= What to produce =
Begin at the top of the following data. Copy each line exactly until you have copied the line containing "use crate::registry::handler_factory::HandlerFactory;".

= Dataset excerpts =
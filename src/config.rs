//! # Stubber Configuration
//!
//! [`DestinationConfig`] is the immutable description of what the stubber manages:
//! which queues, which handlers run on each, which handlers run everywhere and whether
//! undeclared queues are discovered from broker advisories.
//!
//! [`StubberSettings`] is the loadable form of the same thing. Handlers are named by
//! descriptor strings and resolved through a [`HandlerFactory`]. Settings are read from
//! an optional file (TOML, YAML or JSON by extension) overlaid with `STUBBER_*`
//! environment variables.

use std::collections::HashSet;
use std::path::Path;
use std::sync::Arc;

use serde::{Deserialize, Serialize};

use crate::broker::in_memory::InMemoryBroker;
use crate::constants::{DEFAULT_BROKER_NAME, STUBBER_CONSUMER_PRIORITY};
use crate::error::{Result, StubberError};
use crate::handler::MessageHandler;
use crate::lifecycle::Stubber;
use crate::registry::handler_factory::HandlerFactory;

fn handler_names(handlers: &[Arc<dyn MessageHandler>]) -> Vec<&str> {
    handlers.iter().map(|handler| handler.name()).collect()
}

/// One queue the stubber actively manages
#[derive(Clone)]
pub struct QueueConfig {
    name: String,
    handlers: Vec<Arc<dyn MessageHandler>>,
}

impl std::fmt::Debug for QueueConfig {
    fn fmt(&self, f: &mut std::fmt::Formatter<'_>) -> std::fmt::Result {
        f.debug_struct("QueueConfig")
            .field("name", &self.name)
            .field("handlers", &handler_names(&self.handlers))
            .finish()
    }
}

impl QueueConfig {
    pub fn new(name: impl Into<String>) -> Self {
        Self {
            name: name.into(),
            handlers: Vec::new(),
        }
    }

    #[must_use]
    pub fn with_handler(mut self, handler: Arc<dyn MessageHandler>) -> Self {
        self.handlers.push(handler);
        self
    }

    #[must_use]
    pub fn with_handlers(mut self, handlers: impl IntoIterator<Item = Arc<dyn MessageHandler>>) -> Self {
        self.handlers.extend(handlers);
        self
    }

    pub fn name(&self) -> &str {
        &self.name
    }

    pub fn handlers(&self) -> &[Arc<dyn MessageHandler>] {
        &self.handlers
    }
}

/// Everything the stubber needs to know about the destinations it stubs
#[derive(Clone)]
pub struct DestinationConfig {
    queues: Vec<QueueConfig>,
    common_handlers: Vec<Arc<dyn MessageHandler>>,
    dynamic_attachment: bool,
    consumer_priority: u8,
}

impl std::fmt::Debug for DestinationConfig {
    fn fmt(&self, f: &mut std::fmt::Formatter<'_>) -> std::fmt::Result {
        f.debug_struct("DestinationConfig")
            .field("queues", &self.queues)
            .field("common_handlers", &handler_names(&self.common_handlers))
            .field("dynamic_attachment", &self.dynamic_attachment)
            .field("consumer_priority", &self.consumer_priority)
            .finish()
    }
}

impl Default for DestinationConfig {
    fn default() -> Self {
        Self {
            queues: Vec::new(),
            common_handlers: Vec::new(),
            dynamic_attachment: false,
            consumer_priority: STUBBER_CONSUMER_PRIORITY,
        }
    }
}

impl DestinationConfig {
    pub fn builder() -> DestinationConfigBuilder {
        DestinationConfigBuilder::default()
    }

    pub fn queues(&self) -> &[QueueConfig] {
        &self.queues
    }

    pub fn queue(&self, name: &str) -> Option<&QueueConfig> {
        self.queues.iter().find(|queue| queue.name == name)
    }

    /// Queue-specific handlers, empty for queues without static configuration
    pub fn handlers_for(&self, name: &str) -> Vec<Arc<dyn MessageHandler>> {
        self.queue(name)
            .map(|queue| queue.handlers.clone())
            .unwrap_or_default()
    }

    pub fn common_handlers(&self) -> &[Arc<dyn MessageHandler>] {
        &self.common_handlers
    }

    pub fn dynamic_attachment(&self) -> bool {
        self.dynamic_attachment
    }

    pub fn consumer_priority(&self) -> u8 {
        self.consumer_priority
    }
}

/// Builder for [`DestinationConfig`]
#[derive(Default)]
pub struct DestinationConfigBuilder {
    config: DestinationConfig,
}

impl DestinationConfigBuilder {
    #[must_use]
    pub fn add_queue(mut self, queue: QueueConfig) -> Self {
        self.config.queues.push(queue);
        self
    }

    #[must_use]
    pub fn add_common_handler(mut self, handler: Arc<dyn MessageHandler>) -> Self {
        self.config.common_handlers.push(handler);
        self
    }

    #[must_use]
    pub fn dynamic_attachment(mut self, enabled: bool) -> Self {
        self.config.dynamic_attachment = enabled;
        self
    }

    #[must_use]
    pub fn consumer_priority(mut self, priority: u8) -> Self {
        self.config.consumer_priority = priority;
        self
    }

    /// Validate queue names and build
    pub fn build(self) -> Result<DestinationConfig> {
        let mut seen = HashSet::new();
        for queue in &self.config.queues {
            if queue.name.trim().is_empty() {
                return Err(StubberError::configuration(
                    "destination_config",
                    "queue name must not be blank",
                ));
            }
            if !seen.insert(queue.name.as_str()) {
                return Err(StubberError::configuration(
                    "destination_config",
                    format!("queue {} is declared more than once", queue.name),
                ));
            }
        }
        Ok(self.config)
    }
}

/// Handler descriptors for one declared queue
#[derive(Debug, Clone, PartialEq, Eq, Serialize, Deserialize)]
pub struct QueueSettings {
    pub name: String,
    #[serde(default)]
    pub handlers: Vec<String>,
}

/// Loadable stubber settings
#[derive(Debug, Clone, PartialEq, Eq, Serialize, Deserialize)]
#[serde(default)]
pub struct StubberSettings {
    /// Name of the embedded broker
    pub broker_name: String,
    pub dynamic_attachment: bool,
    pub consumer_priority: u8,
    /// Handler descriptors run on every queue, in order
    pub common_handlers: Vec<String>,
    pub queues: Vec<QueueSettings>,
}

impl Default for StubberSettings {
    fn default() -> Self {
        Self {
            broker_name: DEFAULT_BROKER_NAME.to_string(),
            dynamic_attachment: false,
            consumer_priority: STUBBER_CONSUMER_PRIORITY,
            common_handlers: Vec::new(),
            queues: Vec::new(),
        }
    }
}

impl StubberSettings {
    /// Load settings from an optional file, overridden by `STUBBER_*` variables.
    ///
    /// `STUBBER_COMMON_HANDLERS` holds `;`-separated descriptors.
    pub fn load(path: Option<&Path>) -> Result<Self> {
        let mut builder = ::config::Config::builder();
        if let Some(path) = path {
            builder = builder.add_source(::config::File::from(path).required(false));
        }
        builder = builder.add_source(
            ::config::Environment::with_prefix("STUBBER")
                .prefix_separator("_")
                .separator("__")
                .try_parsing(true)
                .list_separator(";")
                .with_list_parse_key("common_handlers"),
        );

        builder
            .build()
            .and_then(|settings| settings.try_deserialize())
            .map_err(|e| StubberError::configuration("settings", e.to_string()))
    }

    /// Settings from the environment alone
    pub fn from_env() -> Result<Self> {
        Self::load(None)
    }

    /// Resolve every descriptor and build a validated [`DestinationConfig`]
    pub fn destination_config(&self, factory: &HandlerFactory) -> Result<DestinationConfig> {
        let mut builder = DestinationConfig::builder()
            .dynamic_attachment(self.dynamic_attachment)
            .consumer_priority(self.consumer_priority);

        for descriptor in &self.common_handlers {
            builder = builder.add_common_handler(factory.create(descriptor)?);
        }

        for queue in &self.queues {
            let handlers = queue
                .handlers
                .iter()
                .map(|descriptor| factory.create(descriptor))
                .collect::<Result<Vec<_>>>()?;
            builder = builder.add_queue(QueueConfig::new(&queue.name).with_handlers(handlers));
        }

        builder.build()
    }

    /// Stubber running on an embedded broker named after `broker_name`
    pub fn build_stubber(&self, factory: &HandlerFactory) -> Result<Stubber> {
        let config = self.destination_config(factory)?;
        Ok(Stubber::with_embedded_broker(
            InMemoryBroker::new(&self.broker_name),
            config,
        ))
    }
}

#[cfg(test)]
mod tests {
    use super::*;
    use crate::handler::{LoggingHandler, MessageCollectingHandler};

    #[test]
    fn test_builder_validates_queue_names() {
        let result = DestinationConfig::builder()
            .add_queue(QueueConfig::new("in"))
            .add_queue(QueueConfig::new("in"))
            .build();
        assert!(matches!(result, Err(StubberError::Configuration { .. })));

        let result = DestinationConfig::builder()
            .add_queue(QueueConfig::new("  "))
            .build();
        assert!(result.is_err());
    }

    #[test]
    fn test_handlers_for_unknown_queue_is_empty() {
        let config = DestinationConfig::builder()
            .add_queue(QueueConfig::new("in").with_handler(Arc::new(LoggingHandler::new())))
            .add_common_handler(Arc::new(MessageCollectingHandler::new()))
            .build()
            .unwrap();

        assert_eq!(config.handlers_for("in").len(), 1);
        assert!(config.handlers_for("newQ").is_empty());
        assert_eq!(config.common_handlers().len(), 1);
        assert!(!config.dynamic_attachment());
        assert_eq!(config.consumer_priority(), STUBBER_CONSUMER_PRIORITY);
    }

    #[test]
    fn test_settings_defaults() {
        let settings = StubberSettings::default();
        assert_eq!(settings.broker_name, DEFAULT_BROKER_NAME);
        assert_eq!(settings.consumer_priority, STUBBER_CONSUMER_PRIORITY);
        assert!(settings.queues.is_empty());
    }

    #[test]
    fn test_settings_to_destination_config() {
        let settings = StubberSettings {
            dynamic_attachment: true,
            common_handlers: vec!["log".to_string()],
            queues: vec![QueueSettings {
                name: "in".to_string(),
                handlers: vec!["forward_queue,out".to_string(), "collect".to_string()],
            }],
            ..StubberSettings::default()
        };

        let factory = HandlerFactory::new();
        let config = settings.destination_config(&factory).unwrap();
        assert!(config.dynamic_attachment());
        assert_eq!(config.common_handlers()[0].name(), "log");
        let names: Vec<&str> = config.queue("in").unwrap().handlers().iter().map(|h| h.name()).collect();
        assert_eq!(names, vec!["forward:out", "collect"]);
    }

    #[test]
    fn test_unknown_descriptor_fails() {
        let settings = StubberSettings {
            common_handlers: vec!["teleport".to_string()],
            ..StubberSettings::default()
        };
        assert!(matches!(
            settings.destination_config(&HandlerFactory::new()),
            Err(StubberError::Configuration { .. })
        ));
    }
}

= Solution to the exercise =
filename src/config.rs
//! # Stubber Configuration
//!
//! [`DestinationConfig`] is the immutable description of what the stubber manages:
//! which queues, which handlers run on each, which handlers run everywhere and whether
//! undeclared queues are discovered from broker advisories.
//!
//! [`StubberSettings`] is the loadable form of the same thing. Handlers are named by
//! descriptor strings and resolved through a [`HandlerFactory`]. Settings are read from
//! an optional file (TOML, YAML or JSON by extension) overlaid with `STUBBER_*`
//! environment variables.

use std::collections::HashSet;
use std::path::Path;
use std::sync::Arc;

use serde::{Deserialize, Serialize};

use crate::broker::in_memory::InMemoryBroker;
use crate::constants::{DEFAULT_BROKER_NAME, STUBBER_CONSUMER_PRIORITY};
use crate::error::{Result, StubberError};
use crate::handler::MessageHandler;
use crate::lifecycle::Stubber;
use crate::registry::handler_factory::HandlerFactory;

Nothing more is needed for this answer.